Università, partono lavori per 5 milioni

Al via l’ampliamento di Veterinaria, impianti pilota dell’industria alimentare nell’ex mensa e un laboratorio di medicina
TERAMO. I fondi sono quelli del Masterplan destinati al cosiddetto polo agrobioserv dell’Università di Teramo, quindi vecchi di qualche anno. La novità, non di poco conto, è che per cinque milioni di questi finanziamenti, destinati a tre opere ritenute strategiche dai vertici dell’ateneo, sono state raggiunte le cosiddette obbligazioni giuridicamente vincolanti: ovvero sono stati affidati dal soggetto attuatore, che è l’Università stessa, i lavori.
Il rettore Dino Mastrocola spiega: «L'opera completa è l'agrobioserv, il cui cuore è l’ampliamento di Veterinaria con la costruzione di una seconda stecca a Piano d’Accio, per la quale è in corso la validazione del progetto da 18 milioni. Questo è un triplice stralcio che abbiamo potuto fare senza andare in gara europea ma con la semplice manifestazione d'interesse». Quasi due milioni sono destinati al cosiddetto “virgolone” di Veterinaria, un edificio dove sono previste strutture per la riabilitazione veterinaria e le attività educative con gli animali e il centro di riproduzione assistita equino, oltre a una stalla e a ricoveri per la degenza degli animali. Inoltre sono previsti il recupero completo dell'ex mensa e casa dello studente di Coste Sant'Agostino, che ospiterà gli impianti pilota dell'industria alimentare («ci saranno un impianto di vinificazione, un frantoio e un piccolo caseificio», spiega Mastrocola) e la trasformazione di un'ala del quarto livello del polo Spaventa nel laboratorio di medicina traslazionale, che si occupa di tessuti sia per l’uomo che per l’animale. Quest’ultimo lavoro comporterà lo spostamento della radio di ateneo e degli studi televisivi in un’altra parte del campus.

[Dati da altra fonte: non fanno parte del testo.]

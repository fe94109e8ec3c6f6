//! `{{key}}` placeholder rendering.

/// Substitute each `{{key}}` with its value in a single left-to-right pass.
/// Substituted text is never rescanned, and placeholders with no matching
/// variable are left as written.
pub fn render(template: &str, variables: &[(&str, &str)]) -> String {
    let mut out = String::with_capacity(template.len());
    let mut rest = template;

    while let Some(start) = rest.find("{{") {
        out.push_str(&rest[..start]);
        let after = &rest[start + 2..];
        let Some(end) = after.find("}}") else {
            out.push_str(&rest[start..]);
            return out;
        };

        let key = &after[..end];
        match variables.iter().find(|(k, _)| *k == key) {
            Some((_, value)) => out.push_str(value),
            None => out.push_str(&rest[start..start + 2 + end + 2]),
        }
        rest = &after[end + 2..];
    }

    out.push_str(rest);
    out
}
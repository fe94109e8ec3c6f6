//! Deploy workflows: thin call sites that feed the process runner and the
//! prompter, composed into [`Workflow`]s over a [`Configuration`].
//!
//! Configuration layout used by the steps:
//!
//! - `orizuru.*` - persisted project settings, loaded at start
//! - `heroku.apps` - apps visible to the logged-in user
//! - `heroku.app.json` - the project's `app.json`
//! - `parameters.heroku.app` - the selected app
//! - `parameters.certificate.*` - certificate subject answers
//! - `certificate.publicKey` / `certificate.privateKey` - generated PEM text

pub mod certificate;
pub mod git;
pub mod heroku;
pub mod tools;

use std::path::Path;

use serde_json::Value;

use crate::configuration::Configuration;
use crate::error::{Error, Result};
use crate::logging;
use crate::pipeline::{FailurePolicy, Step, Workflow};
use crate::process::{CommandDescriptor, CommandOptions, CommandResult, CommandRunner};
use crate::prompt::Prompter;
use crate::settings::SettingsStore;

/// Collaborators shared by every deploy step.
#[derive(Clone, Copy)]
pub struct Services<'a> {
    pub runner: &'a dyn CommandRunner,
    pub prompter: &'a dyn Prompter,
    pub settings: &'a SettingsStore,
    pub root: &'a Path,
}

impl<'a> Services<'a> {
    /// A command rooted in the project directory with the invocation's shared
    /// options applied underneath its own.
    pub fn command(&self, config: &Configuration, executable: &str) -> CommandDescriptor {
        CommandDescriptor::new(executable)
            .working_dir(self.root)
            .options(config.command_options())
    }

    pub fn run(&self, descriptor: CommandDescriptor) -> Result<CommandResult> {
        self.runner.run(&descriptor)
    }
}

/// Parse a command's stdout as JSON.
pub fn stdout_json(result: &CommandResult) -> Result<Value> {
    serde_json::from_str(&result.stdout).map_err(|e| {
        Error::validation_invalid_json(e, Some(format!("output of '{}'", result.formatted_command)))
    })
}

pub(crate) fn with_options(descriptor: CommandDescriptor, own: CommandOptions) -> CommandDescriptor {
    let merged = own.merged_over(&descriptor.options);
    descriptor.options(merged)
}

/// Load persisted settings into `orizuru.*`.
pub fn read_settings(services: &Services<'_>, config: &mut Configuration) -> Result<()> {
    let settings = services.settings.load()?;
    config.set_value("orizuru", settings)
}

/// Persist one setting and mirror it into `orizuru.<key>`.
pub fn write_setting(
    services: &Services<'_>,
    config: &mut Configuration,
    key: &str,
    value: Value,
) -> Result<()> {
    services.settings.write_setting(key, value.clone())?;
    config.set_value(&format!("orizuru.{}", key), value)
}

pub fn deploy_workflow<'a>(services: Services<'a>, policy: FailurePolicy) -> Workflow<'a, Configuration> {
    let s = services;
    Workflow::new("deploy")
        .policy(policy)
        .step(Step::log("start", "Starting full deploy"))
        .step(Step::log("check-installations", "Checking for required installations"))
        .then("sfdx-installed", move |c: &mut Configuration| tools::check_installed(&s, c, "sfdx"))
        .then("heroku-installed", move |c: &mut Configuration| tools::check_installed(&s, c, "heroku"))
        .then("openssl-installed", move |c: &mut Configuration| tools::check_installed(&s, c, "openssl"))
        .then("read-settings", move |c: &mut Configuration| read_settings(&s, c))
        .step(Step::log("read-app-json-log", "Reading app.json"))
        .then("read-app-json", move |c: &mut Configuration| heroku::read_app_json(&s, c))
        .step(Step::log("obtain-apps", "Obtaining Heroku Apps"))
        .then("get-all-apps", move |c: &mut Configuration| heroku::get_all_apps(&s, c))
        .then("select-app", move |c: &mut Configuration| heroku::select_app(&s, c))
        .then("persist-app", move |c: &mut Configuration| {
            let name = c.require_str("parameters.heroku.app.name")?.to_string();
            write_setting(&s, c, "heroku.app.name", Value::String(name))
        })
        .step(Step::log("buildpacks-log", "Adding buildpacks"))
        .then("add-buildpacks", move |c: &mut Configuration| heroku::add_buildpacks(&s, c))
        .step(Step::log("addons-log", "Adding add-ons"))
        .then("add-addons", move |c: &mut Configuration| heroku::add_addons(&s, c))
        .then("check-working-changes", move |c: &mut Configuration| git::check_working_changes(&s, c))
        .step(Step::log("deploy-log", "Deploy code"))
        .then("deploy-branch", move |c: &mut Configuration| git::deploy_current_branch(&s, c))
        .steps(certificate::steps(s))
        .step(Step::log("formation-log", "Adding dyno formation"))
        .then("add-formation", move |c: &mut Configuration| heroku::add_formation(&s, c))
        .then("finish", |_: &mut Configuration| {
            logging::event("Finished full deploy");
            Ok(())
        })
}

pub fn certificate_workflow<'a>(services: Services<'a>, policy: FailurePolicy) -> Workflow<'a, Configuration> {
    let s = services;
    Workflow::new("certificate")
        .policy(policy)
        .then("openssl-installed", move |c: &mut Configuration| tools::check_installed(&s, c, "openssl"))
        .steps(certificate::steps(s))
        .step(Step::log("finish", "Generated certificates"))
}


#[cfg(test)]
mod tests {
    use super::fixtures::Fixture;
    use super::*;
    use crate::pipeline::{StepStatus, WorkflowStatus};
    use crate::process::testing::RecordingRunner;
    use serde_json::json;

    #[test]
    fn read_settings_loads_into_orizuru_namespace() {
        let fx = Fixture::new(RecordingRunner::new(), &[]);
        fx.settings.write_setting("heroku.app.name", json!("demo")).unwrap();
        let mut config = Configuration::default();

        read_settings(&fx.services(), &mut config).unwrap();

        assert_eq!(config.get_str("orizuru.heroku.app.name"), Some("demo"));
    }

    #[test]
    fn write_setting_persists_and_mirrors() {
        let fx = Fixture::new(RecordingRunner::new(), &[]);
        let mut config = Configuration::default();

        write_setting(&fx.services(), &mut config, "sfdx.hub.username", json!("me@example.com")).unwrap();

        assert_eq!(config.get_str("orizuru.sfdx.hub.username"), Some("me@example.com"));
        assert_eq!(
            fx.settings.read_setting("sfdx.hub.username").unwrap(),
            Some(json!("me@example.com"))
        );
    }

    #[test]
    fn missing_tool_stops_deploy_before_any_other_command() {
        let runner = RecordingRunner::new().fail_on("heroku version");
        let fx = Fixture::new(runner, &[]);
        let mut config = Configuration::default();

        let run = deploy_workflow(fx.services(), FailurePolicy::Report)
            .reporter(crate::pipeline::LogReporter)
            .run(&mut config)
            .unwrap();

        assert_eq!(run.status, WorkflowStatus::Failed);
        assert_eq!(run.failed_step.as_deref(), Some("heroku-installed"));
        assert_eq!(fx.runner.calls(), vec!["sfdx version", "heroku version"]);
        assert!(run
            .steps
            .iter()
            .skip_while(|s| s.id != "heroku-installed")
            .skip(1)
            .all(|s| s.status == StepStatus::Skipped));
    }

    #[test]
    fn missing_tool_propagates_by_default() {
        let runner = RecordingRunner::new().fail_on("sfdx version");
        let fx = Fixture::new(runner, &[]);
        let mut config = Configuration::default();

        let err = deploy_workflow(fx.services(), FailurePolicy::default())
            .run(&mut config)
            .unwrap_err();

        assert_eq!(err.code.as_str(), "process.non_zero_exit");
    }

    #[test]
    fn full_deploy_runs_every_step_in_order() {
        let apps = json!([{ "name": "demo", "git_url": "https://git.heroku.com/demo.git" }]);
        let runner = RecordingRunner::new()
            .respond("heroku apps --all --json", &apps.to_string())
            .respond("heroku addons -a demo --json", "[]")
            .respond("git rev-parse --abbrev-ref HEAD", "main");
        let fx = Fixture::new(
            runner,
            &["demo", "GB", "Some-State", "Leeds", "FinancialForce", "", "test@test.com"],
        );
        fx.write_app_json(&json!({
            "buildpacks": [{ "url": "heroku/nodejs" }],
            "addons": ["cloudamqp:lemur"],
            "formation": { "web": { "quantity": 1, "size": "standard-1X" } }
        }));
        let cert_dir = crate::paths::certificate_dir(&fx.root());
        std::fs::create_dir_all(&cert_dir).unwrap();
        std::fs::write(cert_dir.join("certificate.pem"), "CERT\n").unwrap();
        std::fs::write(cert_dir.join("key.pem"), "KEY\n").unwrap();

        let mut config = Configuration::default();
        let run = deploy_workflow(fx.services(), FailurePolicy::Propagate)
            .run(&mut config)
            .unwrap();

        assert!(run.succeeded());
        assert_eq!(
            fx.runner.calls(),
            vec![
                "sfdx version",
                "heroku version",
                "openssl version",
                "heroku apps --all --json",
                "heroku buildpacks:add --index 1 heroku/nodejs -a demo",
                "heroku addons -a demo --json",
                "heroku addons:create cloudamqp:lemur -a demo",
                "git diff-index HEAD",
                "git remote remove autodeploy",
                "git remote add autodeploy https://git.heroku.com/demo.git",
                "git rev-parse --abbrev-ref HEAD",
                "git push autodeploy main:master -f",
                "openssl req -newkey rsa:2048 -nodes -keyout key.pem -x509 -days 365 -out certificate.pem -subj /C=GB/ST=Some-State/L=Leeds/O=FinancialForce/OU=/CN=test@test.com",
                "heroku ps:scale web=1:standard-1X -a demo",
            ]
        );
        assert_eq!(config.get_str("certificate.publicKey"), Some("CERT"));
        assert_eq!(
            fx.settings.read_setting("heroku.app.name").unwrap(),
            Some(json!("demo"))
        );
    }
}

Nel 2023 la realizzazione del polo agrobioserv dovrebbe cominciare a diventare realtà perché dovrebbero essere appaltati i lavori della seconda stecca di Veterinaria. L’Università ha chiesto altri fondi visto che da quando è stato stanziato il finanziamento Masterplan a oggi il costo dei materiali ha subito dei notevoli rialzi, e dovrebbe ottenerli in quanto si tratta di un progetto strategico per la Regione.
Lo confermano le recenti dichiarazioni dell’assessore regionale Pietro Quaresimale: «Si tratta di una eccellenza abruzzese nell'ambito della ricerca scientifica, del trasferimento tecnologico nei settori agroalimentari e biotecnologici e del servizio bioveterinario. La scelta di finanziare il completamento del polo conferma la vocazione della Regione Abruzzo verso la ricerca: all'interno dell'Università di Teramo, infatti, è presente anche l’ospedale veterinario universitario, considerato una delle strutture migliori in ambito nazionale, che potrà beneficiare di questa eccellenza».